Ancak asıl sorun Almanya açısından bu kitabı “kapışa, kapışa almaya” ve “Sarrazin’in okumalarını sunduğu salonları tıka, basa doldurmaya” hazır potansiyel!
Biz Türkiye’nin imajı ve özellikle AB üyelik sürecine yönelik olarak AB kamuoyuna ve de Almanlara yönelik “kendimizi” anlatmaya çalışmaya devam edelim. Almanya’da Almanya kendi insanının önyargılarına yönelik “adımlar” atmazsa tek başımıza başarılı olamayız.
Her şey “kafalarda başlıyor” ve “kafalarda bitiyorsa” Almanya’da demokratik bir ülke olarak bu konuda büyük bir sorumluluk taşımakta.
Milyonlarca Türkiyelinin ve müslümanın yaşamakta olduğu ve hatta vatandaşı oldukları Almanya’nın bu konuyu çok daha fazla ciddiye almasında yarar var.
Thilo Sarrazin’leri “yasaklamak” tarzı bir talebimiz elbette yok.
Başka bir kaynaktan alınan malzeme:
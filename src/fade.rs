//! Fade engine — bounded-step brightness ramps.
//!
//! Runs in the cooperative loop.  Each active ramp advances one step when
//! its `step_interval_ms` has elapsed; every step writes brightness (and
//! on the final step, the commanded state) through the store guard in one
//! critical section, so the ISRs always see a consistent pair.
//!
//! Interpolation reads the brightness *currently stored*, not a value
//! captured at ramp start.  A concurrent `set_device_state` therefore
//! shifts the ramp's effective origin — intentional, matching the
//! last-write-wins contract for competing callers.
//!
//! Fade bookkeeping itself is only ever touched from the cooperative loop,
//! so it lives outside the guard; only the device writes are guarded.

use crate::app::ports::DeviceChange;
use crate::config::CHANNEL_COUNT;
use crate::store::DeviceStore;

/// Per-channel ramp bookkeeping.  Not persisted.
#[derive(Debug, Clone, Copy)]
pub struct FadeState {
    pub active: bool,
    pub target_brightness: u8,
    pub current_step: u16,
    pub total_steps: u16,
    pub last_step_ms: u64,
    pub step_interval_ms: u32,
}

impl FadeState {
    const IDLE: Self = Self {
        active: false,
        target_brightness: 0,
        current_step: 0,
        total_steps: 0,
        last_step_ms: 0,
        step_interval_ms: 0,
    };
}

/// Changes produced by one engine poll, for change notification.
pub type FadeChanges = heapless::Vec<DeviceChange, CHANNEL_COUNT>;

pub struct FadeEngine {
    fades: [FadeState; CHANNEL_COUNT],
}

impl FadeEngine {
    pub const fn new() -> Self {
        Self {
            fades: [FadeState::IDLE; CHANNEL_COUNT],
        }
    }

    /// Start (or restart) a ramp.  A ramp already running on this channel
    /// is overwritten unconditionally — last write wins.
    ///
    /// The caller is responsible for holding the device commanded on for
    /// the duration of the ramp; the engine snaps the final state.
    pub fn begin(
        &mut self,
        id: usize,
        target_brightness: u8,
        total_steps: u16,
        step_interval_ms: u32,
        now_ms: u64,
    ) {
        if id >= CHANNEL_COUNT {
            return;
        }
        self.fades[id] = FadeState {
            active: true,
            target_brightness: target_brightness.min(100),
            current_step: 0,
            total_steps: total_steps.max(1),
            last_step_ms: now_ms,
            step_interval_ms,
        };
    }

    /// Drop any ramp on this channel without touching device state.
    pub fn cancel(&mut self, id: usize) {
        if id < CHANNEL_COUNT {
            self.fades[id] = FadeState::IDLE;
        }
    }

    pub fn is_active(&self, id: usize) -> bool {
        id < CHANNEL_COUNT && self.fades[id].active
    }

    /// Advance every due ramp.  Returns the channels whose device state
    /// changed, for the caller to feed into the change sink.
    pub fn poll(&mut self, store: &DeviceStore, now_ms: u64) -> FadeChanges {
        let mut changes = FadeChanges::new();

        for (id, fade) in self.fades.iter_mut().enumerate() {
            if !fade.active {
                continue;
            }
            if now_ms.saturating_sub(fade.last_step_ms) < u64::from(fade.step_interval_ms) {
                continue;
            }

            fade.current_step += 1;
            fade.last_step_ms = now_ms;
            let finished = fade.current_step >= fade.total_steps;

            let written = store.update(id, |dev| {
                if finished {
                    dev.brightness = fade.target_brightness;
                    dev.commanded_on = dev.brightness > 0;
                } else {
                    // Interpolate from the brightness stored right now, with
                    // overall ramp progress.  The gap re-shrinks every step,
                    // so the curve eases into the target; an external write
                    // mid-ramp shifts the origin and the ramp re-aims.
                    let start = i32::from(dev.brightness);
                    let gap = i32::from(fade.target_brightness) - start;
                    let next =
                        start + gap * i32::from(fade.current_step) / i32::from(fade.total_steps);
                    dev.brightness = next.clamp(0, 100) as u8;
                }
                (dev.commanded_on, dev.brightness)
            });

            if finished {
                fade.active = false;
            }

            if let Some((commanded_on, brightness)) = written {
                // Capacity equals channel count, so this cannot fail.
                let _ = changes.push(DeviceChange {
                    id: id as u8,
                    commanded_on,
                    brightness,
                });
            }
        }

        changes
    }
}

impl Default for FadeEngine {
    fn default() -> Self {
        Self::new()
    }
}
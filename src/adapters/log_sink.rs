//! Log-based change sink adapter.
//!
//! Implements [`ChangeSink`] by writing every device-state change to the
//! ESP-IDF logger (which goes to UART / USB-CDC in production).  A future
//! WebSocket or MQTT adapter would implement the same trait.

use log::info;

use crate::app::ports::{ChangeSink, DeviceChange};

/// Adapter that logs every [`DeviceChange`] to the serial console.
pub struct LogChangeSink;

impl LogChangeSink {
    pub fn new() -> Self {
        Self
    }
}

impl Default for LogChangeSink {
    fn default() -> Self {
        Self::new()
    }
}

impl ChangeSink for LogChangeSink {
    fn device_changed(&mut self, change: &DeviceChange) {
        info!(
            "CHANGE | ch{} -> {} @ {}%",
            change.id,
            if change.commanded_on { "ON" } else { "off" },
            change.brightness,
        );
    }
}
//! Device state store.
//!
//! Fixed-size registry of per-channel device state, shared between the
//! interrupt-context handlers (zero-cross, phase timer) and the cooperative
//! control loop.  Every access goes through one `critical_section::Mutex`,
//! which masks the interrupt source for the duration of the critical
//! section, so a task-context writer can never be torn by an ISR reader.
//!
//! Critical sections here are O(CHANNEL_COUNT), branch-only, and never
//! allocate, log, or perform I/O.
//!
//! The phase-tick counter and last-crossing timestamp live in the same
//! guarded block as the devices: the zero-cross handler resets the counter
//! and restates every output in a single critical section, so the phase
//! timer can never observe a crossing without the accompanying reset.

use core::cell::RefCell;

use critical_section::Mutex;
use serde::{Deserialize, Serialize};

use crate::config::{PersistedChannel, SystemConfig, CHANNEL_COUNT, PHASE_STEPS};
use crate::power;

/// Load kind.  Fans share `Dimmable` semantics — both are phase-delayed;
/// `Switch` loads are asserted directly at the crossing.
#[derive(Debug, Clone, Copy, PartialEq, Eq, Serialize, Deserialize)]
pub enum DeviceKind {
    Switch,
    Dimmable,
}

/// One channel's live state.  `Copy` so guarded reads hand out snapshots.
#[derive(Debug, Clone, Copy, PartialEq, Eq)]
pub struct Device {
    pub kind: DeviceKind,
    /// Commanded output state.  The hardware level additionally depends on
    /// phase progress for `Dimmable` kinds.
    pub commanded_on: bool,
    /// 0–100.  Turning a channel off does not erase this; it is retained
    /// for power-on restore and the next turn-on.
    pub brightness: u8,
    /// Derived: ticks after a crossing before the gate is asserted.
    /// Always equals `calculate_fire_tick(brightness)`.
    pub fire_delay_ticks: u8,
    /// Monotonic ms of the last off→on transition (auto-off reference).
    pub last_on_ms: u64,
    /// Accumulated seconds spent commanded on.
    pub total_runtime_secs: u32,
    pub child_lock: bool,
    pub auto_off_enabled: bool,
}

impl Device {
    const INIT: Self = Self {
        kind: DeviceKind::Switch,
        commanded_on: false,
        brightness: 100,
        fire_delay_ticks: PHASE_STEPS,
        last_on_ms: 0,
        total_runtime_secs: 0,
        child_lock: false,
        auto_off_enabled: false,
    };
}

/// TRIAC fire delay for a brightness percentage.
///
/// 100 → 0 (fires at the crossing, full power); 0 → 100 (never fires
/// within the half-cycle); otherwise `100 - percent`.  Monotonically
/// non-increasing in its input.
pub fn calculate_fire_tick(percent: u8) -> u8 {
    if percent >= 100 {
        return 0;
    }
    if percent == 0 {
        return PHASE_STEPS;
    }
    PHASE_STEPS - percent
}

/// Everything behind the guard.
pub(crate) struct Shared {
    pub devices: [Device; CHANNEL_COUNT],
    /// Phase ticks since the last zero-crossing.  Reset by the crossing
    /// handler, incremented (wrapping at [`PHASE_STEPS`]) by the phase timer.
    pub tick_counter: u8,
    /// Monotonic ms of the last crossing, for the safety watchdog.
    pub last_zero_cross_ms: u64,
    /// Set on the first crossing; cleared when the watchdog latches a loss.
    pub zero_cross_seen: bool,
}

/// The guarded registry.  One static instance serves the firmware; tests
/// construct their own.
pub struct DeviceStore {
    shared: Mutex<RefCell<Shared>>,
}

/// Registry shared by the ISR glue, the control loop, and the boot path.
pub static STORE: DeviceStore = DeviceStore::new();

impl DeviceStore {
    pub const fn new() -> Self {
        Self {
            shared: Mutex::new(RefCell::new(Shared {
                devices: [Device::INIT; CHANNEL_COUNT],
                tick_counter: 0,
                last_zero_cross_ms: 0,
                zero_cross_seen: false,
            })),
        }
    }

    /// Run `f` with the whole shared block under the guard.  Crate-internal:
    /// the ISR handlers and safety monitor need multi-field access in one
    /// critical section.
    pub(crate) fn with_shared<R>(&self, f: impl FnOnce(&mut Shared) -> R) -> R {
        critical_section::with(|cs| f(&mut self.shared.borrow_ref_mut(cs)))
    }

    /// Seed the registry from configuration and persisted state.  Runs once
    /// at boot, before the ISRs are attached.
    pub fn seed(
        &self,
        config: &SystemConfig,
        persisted: &[PersistedChannel; CHANNEL_COUNT],
        now_ms: u64,
    ) {
        self.with_shared(|shared| {
            for (i, dev) in shared.devices.iter_mut().enumerate() {
                let cfg = &config.devices[i];
                let (on, brightness) = power::initial_channel_state(
                    cfg.power_on_policy,
                    &persisted[i],
                    cfg.default_brightness,
                );
                *dev = Device {
                    kind: cfg.kind,
                    commanded_on: on,
                    brightness,
                    fire_delay_ticks: calculate_fire_tick(brightness),
                    last_on_ms: now_ms,
                    total_runtime_secs: persisted[i].total_runtime_secs,
                    child_lock: cfg.child_lock,
                    auto_off_enabled: cfg.auto_off_enabled,
                };
            }
        });
    }

    /// Atomic snapshot of one channel.  `None` for an out-of-range id.
    pub fn snapshot(&self, id: usize) -> Option<Device> {
        if id >= CHANNEL_COUNT {
            return None;
        }
        Some(self.with_shared(|shared| shared.devices[id]))
    }

    /// Atomic snapshot of every channel (one critical section).
    pub fn snapshot_all(&self) -> [Device; CHANNEL_COUNT] {
        self.with_shared(|shared| shared.devices)
    }

    /// Immediate state write: commanded state, brightness, and the derived
    /// fire delay change together in one critical section.  Turning off
    /// retains the stored brightness.  Stamps `last_on_ms` on an off→on
    /// transition.  Returns the resulting state, `None` if out of range.
    pub fn apply(&self, id: usize, on: bool, brightness: u8, now_ms: u64) -> Option<Device> {
        if id >= CHANNEL_COUNT {
            return None;
        }
        Some(self.with_shared(|shared| {
            let dev = &mut shared.devices[id];
            if on {
                if !dev.commanded_on {
                    dev.last_on_ms = now_ms;
                }
                dev.brightness = brightness.min(100);
            }
            dev.commanded_on = on;
            dev.fire_delay_ticks = calculate_fire_tick(dev.brightness);
            *dev
        }))
    }

    /// Guarded read-modify-write of one channel.  The fire delay is
    /// recomputed after `f` returns, so no caller can leave `brightness`
    /// paired with a stale `fire_delay_ticks`.
    pub fn update<R>(&self, id: usize, f: impl FnOnce(&mut Device) -> R) -> Option<R> {
        if id >= CHANNEL_COUNT {
            return None;
        }
        Some(self.with_shared(|shared| {
            let dev = &mut shared.devices[id];
            let r = f(dev);
            dev.brightness = dev.brightness.min(100);
            dev.fire_delay_ticks = calculate_fire_tick(dev.brightness);
            r
        }))
    }

    /// Force every channel's commanded state off.  Used by the safety
    /// shutdown *after* the outputs have already been driven low.
    pub fn force_all_off(&self) {
        self.with_shared(|shared| {
            shared.zero_cross_seen = false;
            for dev in &mut shared.devices {
                dev.commanded_on = false;
            }
        });
    }

    /// Add one second of runtime to every channel currently commanded on.
    pub fn tick_runtime(&self) {
        self.with_shared(|shared| {
            for dev in &mut shared.devices {
                if dev.commanded_on {
                    dev.total_runtime_secs = dev.total_runtime_secs.saturating_add(1);
                }
            }
        });
    }

    /// Milliseconds since the last recorded crossing, or `None` if no
    /// crossing has been seen since boot (or since the last latched loss).
    pub fn zero_cross_age_ms(&self, now_ms: u64) -> Option<u64> {
        self.with_shared(|shared| {
            shared
                .zero_cross_seen
                .then(|| now_ms.saturating_sub(shared.last_zero_cross_ms))
        })
    }

    /// Current phase-tick counter (test and diagnostics use).
    pub fn tick_counter(&self) -> u8 {
        self.with_shared(|shared| shared.tick_counter)
    }

    /// Persistable view of every channel.
    pub fn persistable(&self) -> [PersistedChannel; CHANNEL_COUNT] {
        let devices = self.snapshot_all();
        core::array::from_fn(|i| PersistedChannel {
            commanded_on: devices[i].commanded_on,
            brightness: devices[i].brightness,
            total_runtime_secs: devices[i].total_runtime_secs,
        })
    }
}

impl Default for DeviceStore {
    fn default() -> Self {
        Self::new()
    }
}

#[cfg(test)]
mod tests {
    use super::*;

    #[test]
    fn fire_tick_endpoints() {
        assert_eq!(calculate_fire_tick(100), 0);
        assert_eq!(calculate_fire_tick(0), 100);
        assert_eq!(calculate_fire_tick(50), 50);
        assert_eq!(calculate_fire_tick(255), 0); // saturates above 100
    }

    #[test]
    fn fire_tick_monotonic_non_increasing() {
        for b in 1..=100u8 {
            assert!(calculate_fire_tick(b) <= calculate_fire_tick(b - 1));
        }
    }

    #[test]
    fn apply_then_snapshot_roundtrip() {
        let store = DeviceStore::new();
        for b in [0u8, 1, 50, 99, 100] {
            let dev = store.apply(2, true, b, 10).unwrap();
            assert_eq!((dev.commanded_on, dev.brightness), (true, b));
            assert_eq!(dev.fire_delay_ticks, calculate_fire_tick(b));
            assert_eq!(store.snapshot(2).unwrap(), dev);
        }
    }

    #[test]
    fn turning_off_retains_brightness() {
        let store = DeviceStore::new();
        store.apply(0, true, 40, 10);
        let dev = store.apply(0, false, 0, 20).unwrap();
        assert!(!dev.commanded_on);
        assert_eq!(dev.brightness, 40);
    }

    #[test]
    fn last_on_stamped_only_on_rising_edge() {
        let store = DeviceStore::new();
        let first = store.apply(1, true, 80, 100).unwrap();
        assert_eq!(first.last_on_ms, 100);
        let second = store.apply(1, true, 60, 200).unwrap();
        assert_eq!(second.last_on_ms, 100); // already on — no restamp
        store.apply(1, false, 0, 300);
        let third = store.apply(1, true, 60, 400).unwrap();
        assert_eq!(third.last_on_ms, 400);
    }

    #[test]
    fn out_of_range_id_is_rejected() {
        let store = DeviceStore::new();
        assert!(store.snapshot(CHANNEL_COUNT).is_none());
        assert!(store.apply(CHANNEL_COUNT, true, 50, 0).is_none());
        assert!(store.update(CHANNEL_COUNT, |_| ()).is_none());
    }

    #[test]
    fn update_recomputes_fire_delay() {
        let store = DeviceStore::new();
        store.update(3, |dev| {
            dev.commanded_on = true;
            dev.brightness = 25;
        });
        let dev = store.snapshot(3).unwrap();
        assert_eq!(dev.fire_delay_ticks, 75);
    }

    #[test]
    fn runtime_accrues_only_while_on() {
        let store = DeviceStore::new();
        store.apply(0, true, 100, 0);
        store.tick_runtime();
        store.tick_runtime();
        assert_eq!(store.snapshot(0).unwrap().total_runtime_secs, 2);
        assert_eq!(store.snapshot(1).unwrap().total_runtime_secs, 0);
    }

    #[test]
    fn force_all_off_clears_commanded_state_only() {
        let store = DeviceStore::new();
        store.apply(0, true, 70, 0);
        store.apply(1, true, 30, 0);
        store.force_all_off();
        for dev in store.snapshot_all() {
            assert!(!dev.commanded_on);
        }
        assert_eq!(store.snapshot(0).unwrap().brightness, 70);
    }

    #[test]
    fn seed_applies_power_on_policy() {
        use crate::power::PowerOnPolicy;

        let mut config = SystemConfig::default();
        config.devices[0].power_on_policy = PowerOnPolicy::Last;
        config.devices[1].power_on_policy = PowerOnPolicy::Default;
        config.devices[1].default_brightness = 60;

        let mut persisted = [PersistedChannel::default(); CHANNEL_COUNT];
        persisted[0] = PersistedChannel {
            commanded_on: true,
            brightness: 35,
            total_runtime_secs: 99,
        };

        let store = DeviceStore::new();
        store.seed(&config, &persisted, 1000);

        let d0 = store.snapshot(0).unwrap();
        assert_eq!((d0.commanded_on, d0.brightness), (true, 35));
        assert_eq!(d0.fire_delay_ticks, 65);
        assert_eq!(d0.total_runtime_secs, 99);

        let d1 = store.snapshot(1).unwrap();
        assert_eq!((d1.commanded_on, d1.brightness), (true, 60));

        let d2 = store.snapshot(2).unwrap();
        assert_eq!((d2.commanded_on, d2.brightness), (false, 100));
    }
}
Ancak Almanya’da okullarda ve daha bir çok alanda sokaktaki insanın “Thilo Sarrazin’lere kanmasını” engelleyebilmek için daha tutarlı eğitim ve yetişkin eğitimi programlarına ihtiyaç olduğu açık.
Dileğimiz yeni Almanya Hükümeti’nin “Thiko Sarrazin’in kitabını” bu açıdan bir “alarm işareti” olarak görme becerisine sahip olabilmesi ve gerekli adımları atması!